(Stored data)
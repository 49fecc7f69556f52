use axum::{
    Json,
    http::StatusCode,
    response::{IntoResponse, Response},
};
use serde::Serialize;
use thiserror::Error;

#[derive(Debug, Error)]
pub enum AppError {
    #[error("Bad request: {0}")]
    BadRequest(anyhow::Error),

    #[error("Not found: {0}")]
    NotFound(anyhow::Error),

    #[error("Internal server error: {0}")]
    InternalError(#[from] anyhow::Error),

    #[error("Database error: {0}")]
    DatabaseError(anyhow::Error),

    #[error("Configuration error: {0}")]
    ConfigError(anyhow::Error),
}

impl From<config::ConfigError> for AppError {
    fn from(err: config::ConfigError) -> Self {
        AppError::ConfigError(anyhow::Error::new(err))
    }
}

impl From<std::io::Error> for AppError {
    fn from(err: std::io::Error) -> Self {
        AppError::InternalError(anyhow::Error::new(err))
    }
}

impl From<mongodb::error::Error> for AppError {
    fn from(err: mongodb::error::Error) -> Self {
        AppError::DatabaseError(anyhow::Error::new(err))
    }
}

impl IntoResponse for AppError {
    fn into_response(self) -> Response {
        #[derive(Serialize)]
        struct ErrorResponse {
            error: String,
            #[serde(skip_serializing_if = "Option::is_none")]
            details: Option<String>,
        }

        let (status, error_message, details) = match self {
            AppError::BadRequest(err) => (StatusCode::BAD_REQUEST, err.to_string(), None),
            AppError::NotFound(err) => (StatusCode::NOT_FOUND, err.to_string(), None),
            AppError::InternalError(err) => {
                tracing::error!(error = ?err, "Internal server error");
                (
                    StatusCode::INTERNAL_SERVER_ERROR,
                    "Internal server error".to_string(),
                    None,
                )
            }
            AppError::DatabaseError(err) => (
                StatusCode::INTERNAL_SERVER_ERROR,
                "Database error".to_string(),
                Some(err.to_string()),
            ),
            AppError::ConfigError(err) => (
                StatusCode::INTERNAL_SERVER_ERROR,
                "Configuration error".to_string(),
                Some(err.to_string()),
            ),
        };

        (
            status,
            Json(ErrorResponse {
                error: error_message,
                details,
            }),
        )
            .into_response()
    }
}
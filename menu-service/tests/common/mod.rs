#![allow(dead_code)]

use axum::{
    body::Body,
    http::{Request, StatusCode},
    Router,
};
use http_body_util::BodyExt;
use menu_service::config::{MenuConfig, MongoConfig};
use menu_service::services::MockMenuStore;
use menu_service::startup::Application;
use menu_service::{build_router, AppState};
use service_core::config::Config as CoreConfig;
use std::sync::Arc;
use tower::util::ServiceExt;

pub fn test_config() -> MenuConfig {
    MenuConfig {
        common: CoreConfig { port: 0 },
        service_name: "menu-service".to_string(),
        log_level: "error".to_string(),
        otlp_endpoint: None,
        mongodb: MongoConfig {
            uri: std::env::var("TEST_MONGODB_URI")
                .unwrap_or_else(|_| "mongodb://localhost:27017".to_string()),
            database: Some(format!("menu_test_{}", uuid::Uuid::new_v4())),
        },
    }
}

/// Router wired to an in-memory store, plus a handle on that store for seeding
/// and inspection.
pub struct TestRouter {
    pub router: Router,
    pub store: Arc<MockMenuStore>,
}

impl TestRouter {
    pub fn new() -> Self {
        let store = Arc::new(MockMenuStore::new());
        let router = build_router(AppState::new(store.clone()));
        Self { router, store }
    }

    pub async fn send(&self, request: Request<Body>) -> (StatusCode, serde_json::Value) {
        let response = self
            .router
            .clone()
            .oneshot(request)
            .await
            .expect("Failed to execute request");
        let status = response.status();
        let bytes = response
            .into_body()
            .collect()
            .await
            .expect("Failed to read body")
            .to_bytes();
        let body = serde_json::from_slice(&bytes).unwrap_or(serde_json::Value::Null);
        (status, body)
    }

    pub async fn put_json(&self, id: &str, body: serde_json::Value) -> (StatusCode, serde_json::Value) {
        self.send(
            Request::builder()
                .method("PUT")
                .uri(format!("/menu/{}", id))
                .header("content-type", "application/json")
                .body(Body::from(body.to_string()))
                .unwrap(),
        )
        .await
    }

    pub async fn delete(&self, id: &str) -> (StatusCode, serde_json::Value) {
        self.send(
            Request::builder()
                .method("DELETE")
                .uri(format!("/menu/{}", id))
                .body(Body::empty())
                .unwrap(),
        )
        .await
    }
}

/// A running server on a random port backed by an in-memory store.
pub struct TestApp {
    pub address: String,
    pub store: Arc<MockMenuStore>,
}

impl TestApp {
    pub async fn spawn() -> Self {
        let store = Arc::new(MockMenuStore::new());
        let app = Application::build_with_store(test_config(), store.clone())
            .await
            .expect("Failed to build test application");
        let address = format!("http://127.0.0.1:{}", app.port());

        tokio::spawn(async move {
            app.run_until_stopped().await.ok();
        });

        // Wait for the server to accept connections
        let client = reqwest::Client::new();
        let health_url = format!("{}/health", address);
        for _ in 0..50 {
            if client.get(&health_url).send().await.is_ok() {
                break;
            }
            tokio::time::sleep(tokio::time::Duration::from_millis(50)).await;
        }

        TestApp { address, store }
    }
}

#### Task objective:
When you reach the end of the data, retype all of it exactly.

#### Final answer:
repository 49fecc7f69556f52
use axum::{
    Json,
    http::StatusCode,
    response::{IntoResponse, Response},
};
use serde::Serialize;
use thiserror::Error;

#[derive(Debug, Error)]
pub enum AppError {
    #[error("Bad request: {0}")]
    BadRequest(anyhow::Error),

    #[error("Not found: {0}")]
    NotFound(anyhow::Error),

    #[error("Internal server error: {0}")]
    InternalError(#[from] anyhow::Error),

    #[error("Database error: {0}")]
    DatabaseError(anyhow::Error),

    #[error("Configuration error: {0}")]
    ConfigError(anyhow::Error),
}

impl From<config::ConfigError> for AppError {
    fn from(err: config::ConfigError) -> Self {
        AppError::ConfigError(anyhow::Error::new(err))
    }
}

impl From<std::io::Error> for AppError {
    fn from(err: std::io::Error) -> Self {
        AppError::InternalError(anyhow::Error::new(err))
    }
}

impl From<mongodb::error::Error> for AppError {
    fn from(err: mongodb::error::Error) -> Self {
        AppError::DatabaseError(anyhow::Error::new(err))
    }
}

impl IntoResponse for AppError {
    fn into_response(self) -> Response {
        #[derive(Serialize)]
        struct ErrorResponse {
            error: String,
            #[serde(skip_serializing_if = "Option::is_none")]
            details: Option<String>,
        }

        let (status, error_message, details) = match self {
            AppError::BadRequest(err) => (StatusCode::BAD_REQUEST, err.to_string(), None),
            AppError::NotFound(err) => (StatusCode::NOT_FOUND, err.to_string(), None),
            AppError::InternalError(err) => {
                tracing::error!(error = ?err, "Internal server error");
                (
                    StatusCode::INTERNAL_SERVER_ERROR,
                    "Internal server error".to_string(),
                    None,
                )
            }
            AppError::DatabaseError(err) => (
                StatusCode::INTERNAL_SERVER_ERROR,
                "Database error".to_string(),
                Some(err.to_string()),
            ),
            AppError::ConfigError(err) => (
                StatusCode::INTERNAL_SERVER_ERROR,
                "Configuration error".to_string(),
                Some(err.to_string()),
            ),
        };

        (
            status,
            Json(ErrorResponse {
                error: error_message,
                details,
            }),
        )
            .into_response()
    }
}
filename menu-service/tests/common/mod.rs
#![allow(dead_code)]

use axum::{
    body::Body,
    http::{Request, StatusCode},
    Router,
};
use http_body_util::BodyExt;
use menu_service::config::{MenuConfig, MongoConfig};
use menu_service::services::MockMenuStore;
use menu_service::startup::Application;
use menu_service::{build_router, AppState};
use service_core::config::Config as CoreConfig;
use std::sync::Arc;
use tower::util::ServiceExt;

pub fn test_config() -> MenuConfig {
    MenuConfig {
        common: CoreConfig { port: 0 },
        service_name: "menu-service".to_string(),
        log_level: "error".to_string(),
        otlp_endpoint: None,
        mongodb: MongoConfig {
            uri: std::env::var("TEST_MONGODB_URI")
                .unwrap_or_else(|_| "mongodb://localhost:27017".to_string()),
            database: Some(format!("menu_test_{}", uuid::Uuid::new_v4())),
        },
    }
}

/// Router wired to an in-memory store, plus a handle on that store for seeding
/// and inspection.
pub struct TestRouter {
    pub router: Router,
    pub store: Arc<MockMenuStore>,
}

impl TestRouter {
    pub fn new() -> Self {
        let store = Arc::new(MockMenuStore::new());
        let router = build_router(AppState::new(store.clone()));
        Self { router, store }
    }

    pub async fn send(&self, request: Request<Body>) -> (StatusCode, serde_json::Value) {
        let response = self
            .router
            .clone()
            .oneshot(request)
            .await
            .expect("Failed to execute request");
        let status = response.status();
        let bytes = response
            .into_body()
            .collect()
            .await
            .expect("Failed to read body")
            .to_bytes();
        let body = serde_json::from_slice(&bytes).unwrap_or(serde_json::Value::Null);
        (status, body)
    }

    pub async fn put_json(&self, id: &str, body: serde_json::Value) -> (StatusCode, serde_json::Value) {
        self.send(
            Request::builder()
                .method("PUT")
                .uri(format!("/menu/{}", id))
                .header("content-type", "application/json")
                .body(Body::from(body.to_string()))
                .unwrap(),
        )
        .await
    }

    pub async fn delete(&self, id: &str) -> (StatusCode, serde_json::Value) {
        self.send(
            Request::builder()
                .method("DELETE")
                .uri(format!("/menu/{}", id))
                .body(Body::empty())
                .unwrap(),
        )
        .await
    }
}

/// A running server on a random port backed by an in-memory store.
pub struct TestApp {
    pub address: String,
    pub store: Arc<MockMenuStore>,
}

impl TestApp {
    pub async fn spawn() -> Self {
        let store = Arc::new(MockMenuStore::new());
        let app = Application::build_with_store(test_config(), store.clone())
            .await
            .expect("Failed to build test application");
        let address = format!("http://127.0.0.1:{}", app.port());

        tokio::spawn(async move {
            app.run_until_stopped().await.ok();
        });

        // Wait for the server to accept connections
        let client = reqwest::Client::new();
        let health_url = format!("{}/health", address);
        for _ in 0..50 {
            if client.get(&health_url).send().await.is_ok() {
                break;
            }
            tokio::time::sleep(tokio::time::Duration::from_millis(50)).await;
        }

        TestApp { address, store }
    }
}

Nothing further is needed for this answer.